New York's storefronts constitute the city's vernacular architecture.
(New Yorker, 2009)
They are identifying fixtures of the neighborhoods they serve. 30 W 12th St was the home of legendary S.F. Vanni, the oldest Italian bookstore in America. Neighbors still remember the pale blue curtains that covered the storefront from 1940 – 2016. One can still see the visual hallmarks indicative of Demisch Danant’s storied past, such as its door’s brass hardware and its letter box.
April 21 – May 16
Spring has a raw mode, it sucks up all the winter's melt and spits it back out in cascades or tiny bold bursts.
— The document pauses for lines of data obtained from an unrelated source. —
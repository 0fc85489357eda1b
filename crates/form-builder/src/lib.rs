#![allow(missing_docs)]

pub mod cli;
pub mod config;
pub mod session;

pub use config::{BuilderConfig, CONFIG_FILE_NAME, ConfigError, ConfigOverrides};
pub use session::{
    ADD_FAILED, ADD_SUCCEEDED, BuilderOutcome, BuilderSession, Notice, REMOVE_FAILED, SAVE_FAILED,
    SUBMIT_SUCCEEDED, SessionError,
};
#![allow(missing_docs)]

pub mod builder;
pub mod compile;
pub mod errors;
pub mod memo;
pub mod raw;
pub mod render;
pub mod spec;

pub use builder::{
    CHECKBOX_ON, OPTION_FIELD_PREFIX, ParsedDefinition, check_question, collect_options,
    parse_question, to_raw_fields,
};
pub use compile::{
    CompiledField, CompiledFormSchema, FieldRule, FieldValue, FormSubmission, ParsedForm, compile,
};
pub use errors::{
    ErrorMessages, FORM_ERROR_KEY, FieldErrors, Issue, IssueCode, PathSegment, REQUIRED_MESSAGE,
    project_builder_issues, project_field_issues,
};
pub use memo::SchemaCache;
pub use raw::{RawFieldValues, RawFieldsError};
pub use render::{
    FieldControl, RenderField, RenderPayload, build_render_payload, render_json_ui, render_text,
};
pub use spec::{
    INPUT_TYPES, InputType, LabelValuePair, NumberQuestion, OptionsQuestion, QuestionCommon,
    QuestionDefinition, QuestionList, Schema, TextQuestion,
};

/// JSON Schema of the persisted question definition format.
pub fn definition_json_schema() -> serde_json::Value {
    serde_json::to_value(schemars::schema_for!(QuestionDefinition)).unwrap_or_default()
}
Our installation is a study of this moment in the emerging landscape.
–Emily Thompson
Emily Thompson, floral designer, with the rough hand of nature, draws the eye to the infinite glory of the living world with piercing contrasts and juxtapositions of materials.
March 11-28
Dung Ngo, Editor-in-Chief of AUGUST: A Journal of Travel + Design, conducts architecture and design research through travel and writing.
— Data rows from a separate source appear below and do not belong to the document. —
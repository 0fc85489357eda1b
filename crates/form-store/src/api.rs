use std::collections::BTreeMap;
use std::time::Duration;

use async_trait::async_trait;
use form_spec::{QuestionDefinition, Schema};
use time::OffsetDateTime;
use tracing::{debug, info, warn};

use crate::backend::{DRAFT_KEY, KeyValueBackend, SCHEMA_KEY};
use crate::error::StoreError;
use crate::repository::{AddedQuestions, SchemaRepository};

/// Default artificial delay before every call.
pub const DEFAULT_LATENCY: Duration = Duration::from_millis(100);
/// Default share of calls that fail on purpose.
pub const DEFAULT_FAILURE_PROBABILITY: f64 = 0.1;

type SchemaStorage = BTreeMap<String, Vec<QuestionDefinition>>;

/// Latency and failure injection settings.
#[derive(Debug, Clone, Copy, PartialEq)]
pub struct ApiOptions {
    pub latency: Duration,
    pub failure_probability: f64,
}

impl Default for ApiOptions {
    fn default() -> Self {
        Self {
            latency: DEFAULT_LATENCY,
            failure_probability: DEFAULT_FAILURE_PROBABILITY,
        }
    }
}

impl ApiOptions {
    /// No delay and no injected failures.
    pub fn reliable() -> Self {
        Self {
            latency: Duration::ZERO,
            failure_probability: 0.0,
        }
    }
}

/// Repository over a key/value backend that behaves like a flaky remote
/// service: each call sleeps, then may fail before touching storage.
#[derive(Debug)]
pub struct SimulatedApi<B> {
    backend: B,
    options: ApiOptions,
}

impl<B: KeyValueBackend> SimulatedApi<B> {
    pub fn new(backend: B, options: ApiOptions) -> Self {
        Self { backend, options }
    }

    pub fn backend(&self) -> &B {
        &self.backend
    }

    pub fn options(&self) -> ApiOptions {
        self.options
    }

    async fn gate(&self, operation: &'static str) -> Result<(), StoreError> {
        if !self.options.latency.is_zero() {
            tokio::time::sleep(self.options.latency).await;
        }
        let probability = self.options.failure_probability.clamp(0.0, 1.0);
        if rand::random::<f64>() < probability {
            warn!(operation, "simulated storage failure");
            return Err(StoreError::Simulated);
        }
        debug!(operation, "storage call admitted");
        Ok(())
    }

    fn read_storage(&self) -> Result<Option<SchemaStorage>, StoreError> {
        match self.backend.get(SCHEMA_KEY)? {
            Some(raw) => Ok(Some(serde_json::from_str(&raw)?)),
            None => Ok(None),
        }
    }

    fn write_storage(&self, storage: &SchemaStorage) -> Result<(), StoreError> {
        let raw = serde_json::to_string(storage)?;
        self.backend.set(SCHEMA_KEY, raw)
    }

    fn existing_storage(&self, schema_id: &str) -> Result<SchemaStorage, StoreError> {
        self.read_storage()?
            .ok_or_else(|| StoreError::SchemaNotFound(schema_id.to_string()))
    }
}

fn to_schemas(storage: SchemaStorage) -> Vec<Schema> {
    storage
        .into_iter()
        .map(|(id, data)| Schema::new(id, data))
        .collect()
}

fn new_schema_id() -> String {
    (OffsetDateTime::now_utc().unix_timestamp_nanos() / 1_000_000).to_string()
}

#[async_trait]
impl<B: KeyValueBackend> SchemaRepository for SimulatedApi<B> {
    async fn get_schemas(&self) -> Result<Option<Vec<Schema>>, StoreError> {
        self.gate("get_schemas").await?;
        Ok(self.read_storage()?.map(to_schemas))
    }

    async fn add_schema(
        &self,
        questions: Vec<QuestionDefinition>,
        schema_id: Option<&str>,
    ) -> Result<AddedQuestions, StoreError> {
        self.gate("add_schema").await?;

        let Some(schema_id) = schema_id else {
            let schema_id = new_schema_id();
            let count = questions.len();
            // Only one schema is active: a new one replaces whatever was stored.
            let storage = SchemaStorage::from([(schema_id.clone(), questions)]);
            self.write_storage(&storage)?;
            info!(%schema_id, count, "created schema");
            return Ok(AddedQuestions {
                schema_id,
                last_index: count.checked_sub(1),
            });
        };

        let mut storage = self.existing_storage(schema_id)?;
        let list = storage
            .get_mut(schema_id)
            .ok_or_else(|| StoreError::SchemaNotFound(schema_id.to_string()))?;
        list.extend(questions);
        let last_index = list.len().checked_sub(1);
        self.write_storage(&storage)?;
        info!(%schema_id, ?last_index, "appended questions");
        Ok(AddedQuestions {
            schema_id: schema_id.to_string(),
            last_index,
        })
    }

    async fn update_schema(
        &self,
        question: QuestionDefinition,
        schema_id: &str,
        index: usize,
    ) -> Result<Vec<Schema>, StoreError> {
        self.gate("update_schema").await?;

        let mut storage = self.existing_storage(schema_id)?;
        let slot = storage
            .get_mut(schema_id)
            .ok_or_else(|| StoreError::SchemaNotFound(schema_id.to_string()))?
            .get_mut(index)
            .ok_or_else(|| StoreError::QuestionNotFound {
                schema_id: schema_id.to_string(),
                index,
            })?;
        *slot = question;
        self.write_storage(&storage)?;
        debug!(%schema_id, index, "replaced question");
        Ok(to_schemas(storage))
    }

    async fn delete_question(&self, schema_id: &str, index: usize) -> Result<(), StoreError> {
        self.gate("delete_question").await?;

        let mut storage = self.existing_storage(schema_id)?;
        let list = storage
            .get_mut(schema_id)
            .ok_or_else(|| StoreError::SchemaNotFound(schema_id.to_string()))?;
        if index < list.len() {
            list.remove(index);
        }
        self.write_storage(&storage)?;
        info!(%schema_id, index, "deleted question");
        Ok(())
    }

    async fn create_draft(&self, question: QuestionDefinition) -> Result<(), StoreError> {
        self.gate("create_draft").await?;
        let raw = serde_json::to_string(&question)?;
        self.backend.set(DRAFT_KEY, raw)
    }

    async fn get_draft(&self) -> Result<Option<QuestionDefinition>, StoreError> {
        self.gate("get_draft").await?;
        match self.backend.get(DRAFT_KEY)? {
            Some(raw) => Ok(Some(serde_json::from_str(&raw)?)),
            None => Ok(None),
        }
    }

    async fn delete_draft(&self) -> Result<(), StoreError> {
        self.gate("delete_draft").await?;
        self.backend.remove(DRAFT_KEY)
    }
}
Traveling is, itself, the experience—but often a memento from the trip jolts and amplifies the memory. Souvenirs is composed of objects that I have collected over the past decades of travel: local crafts, vintage flea market finds, and especially photo books—all things that continue to bring me closer to the far-flung places that I hope we all will be able to visit again soon.
–Dung Ngo
The Souvenirs installation includes a collaboration collage, Trip Itinerary, by the illustration artist Rob Wilson, who also provided the hand painted graphics.
March 31 – April 18
David Hartt is an artist whose work explores how historic ideas and ideals persist or transform over time. For the window he is including prototypes and process works that he lives with at his home in Philadelphia. The assembled pieces offer a diverse array of forms and materials: A vacuum formed planter, wooden bucks for blown glass works, a carpet fragment from the Johnson Publishing Company Headquarters in Chicago, a silk and wool jacquard tapestry sample, and a table carved in Africa, based on the altered form of a Tony Smith sculpture. Also included in the gallery is a collection of Hartt’s ephemera; generated from working as an artist for over 20 years, it includes postcards, posters and multiples.
The display titled Ephemera is a reflection on an artist’s process and the status of objects conceived for one purpose and used for another; finding ways to become useful or souvenirs of the past, what remains at the end of the day.
On view from March 11 through May 16, 2021, Store Front continues Demisch Danant’s exploration of the intersection of architecture, design and art.